__Your goal__: Would you quote the material below from its first line through the line containing "field failed validation.", exactly and with both ends included?

__Supplied data__:
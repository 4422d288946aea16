//! Checkout form state.
//!
//! Two required fields, name and email, updated per keystroke. Validation
//! state stays hidden until the first submit attempt; after that, inline
//! errors track the current field values.

use tamarind_core::Email;
use thiserror::Error;

/// Inline validation message for a single field.
#[derive(Debug, Clone, Copy, PartialEq, Eq, Error)]
pub enum FieldError {
    /// Name is required.
    #[error("Please provide your name.")]
    NameRequired,
    /// Email is missing or malformed.
    #[error("Please provide a valid email.")]
    InvalidEmail,
}

/// Per-field validation errors for one submit attempt.
#[derive(Debug, Clone, Copy, PartialEq, Eq, Default)]
pub struct FormErrors {
    /// Name field error, if any.
    pub name: Option<FieldError>,
    /// Email field error, if any.
    pub email: Option<FieldError>,
}

impl FormErrors {
    /// Whether any field failed validation.
    #[must_use]
    pub const fn any(&self) -> bool {
        self.name.is_some() || self.email.is_some()
    }
}

/// Validated contact details, ready to go on the wire.
#[derive(Debug, Clone, PartialEq, Eq)]
pub struct ContactDetails {
    /// Customer display name.
    pub name: String,
    /// Customer email.
    pub email: Email,
}

/// Mutable form state for the checkout modal.
///
/// Created empty when the modal mounts and discarded with it.
#[derive(Debug, Clone, Default)]
pub struct CheckoutForm {
    name: String,
    email: String,
    validated: bool,
}

impl CheckoutForm {
    /// Create an empty form.
    #[must_use]
    pub fn new() -> Self {
        Self::default()
    }

    /// Current name field value.
    #[must_use]
    pub fn name(&self) -> &str {
        &self.name
    }

    /// Current email field value.
    #[must_use]
    pub fn email(&self) -> &str {
        &self.email
    }

    /// Whether a submit attempt has happened; gates inline error rendering.
    #[must_use]
    pub const fn validated(&self) -> bool {
        self.validated
    }

    /// Update the name field (keystroke granularity).
    pub fn set_name(&mut self, value: impl Into<String>) {
        self.name = value.into();
    }

    /// Update the email field (keystroke granularity).
    pub fn set_email(&mut self, value: impl Into<String>) {
        self.email = value.into();
    }

    /// Surface validation state; called on the first submit attempt.
    pub(crate) const fn mark_validated(&mut self) {
        self.validated = true;
    }

    /// Check the current field values.
    ///
    /// # Errors
    ///
    /// Returns the per-field errors when the name is blank or the email does
    /// not parse.
    pub fn validate(&self) -> Result<ContactDetails, FormErrors> {
        let mut errors = FormErrors::default();

        if self.name.trim().is_empty() {
            errors.name = Some(FieldError::NameRequired);
        }

        let email = match Email::parse(&self.email) {
            Ok(email) => Some(email),
            Err(_) => {
                errors.email = Some(FieldError::InvalidEmail);
                None
            }
        };

        match (errors.any(), email) {
            (false, Some(email)) => Ok(ContactDetails {
                name: self.name.clone(),
                email,
            }),
            _ => Err(errors),
        }
    }

    /// Errors to render inline: present only after the first submit attempt.
    #[must_use]
    pub fn visible_errors(&self) -> FormErrors {
        if !self.validated {
            return FormErrors::default();
        }
        self.validate().err().unwrap_or_default()
    }
}
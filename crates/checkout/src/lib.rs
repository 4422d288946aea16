//! Tamarind Checkout - the storefront checkout fragment.
//!
//! This crate implements the checkout modal flow: it displays the cart
//! handed over by the cart collaborator, captures the customer's name and
//! email with deferred validation, and places the order against the remote
//! order service.
//!
//! # Architecture
//!
//! - [`config`] - Base-address resolution from the environment
//! - [`api`] - Orders HTTP client and wire types (`reqwest`)
//! - [`form`] - Name/email form state with deferred validation
//! - [`flow`] - The checkout state machine and its collaborator seams
//! - [`toast`] - Single-slot transient notifications
//! - [`view`] - Askama rendering of the modal markup
//!
//! The flow never aggregates the cart itself; items and the grand total are
//! inputs, trusted as consistent by the caller.

#![cfg_attr(not(test), forbid(unsafe_code))]

pub mod api;
pub mod config;
pub mod flow;
pub mod form;
pub mod toast;
pub mod view;

pub use api::{OrderApiError, OrderItem, OrderPayload, OrdersClient};
pub use config::{CheckoutConfig, ConfigError};
pub use flow::{CartStore, CheckoutFlow, FlowPhase, Navigator};
pub use form::{CheckoutForm, ContactDetails, FieldError, FormErrors};
pub use toast::{Toast, ToastHost, ToastSeverity};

__Finished task__:
repository 4422d288946aea16
//! Checkout form state.
//!
//! Two required fields, name and email, updated per keystroke. Validation
//! state stays hidden until the first submit attempt; after that, inline
//! errors track the current field values.

use tamarind_core::Email;
use thiserror::Error;

/// Inline validation message for a single field.
#[derive(Debug, Clone, Copy, PartialEq, Eq, Error)]
pub enum FieldError {
    /// Name is required.
    #[error("Please provide your name.")]
    NameRequired,
    /// Email is missing or malformed.
    #[error("Please provide a valid email.")]
    InvalidEmail,
}

/// Per-field validation errors for one submit attempt.
#[derive(Debug, Clone, Copy, PartialEq, Eq, Default)]
pub struct FormErrors {
    /// Name field error, if any.
    pub name: Option<FieldError>,
    /// Email field error, if any.
    pub email: Option<FieldError>,
}

impl FormErrors {
    /// Whether any field failed validation.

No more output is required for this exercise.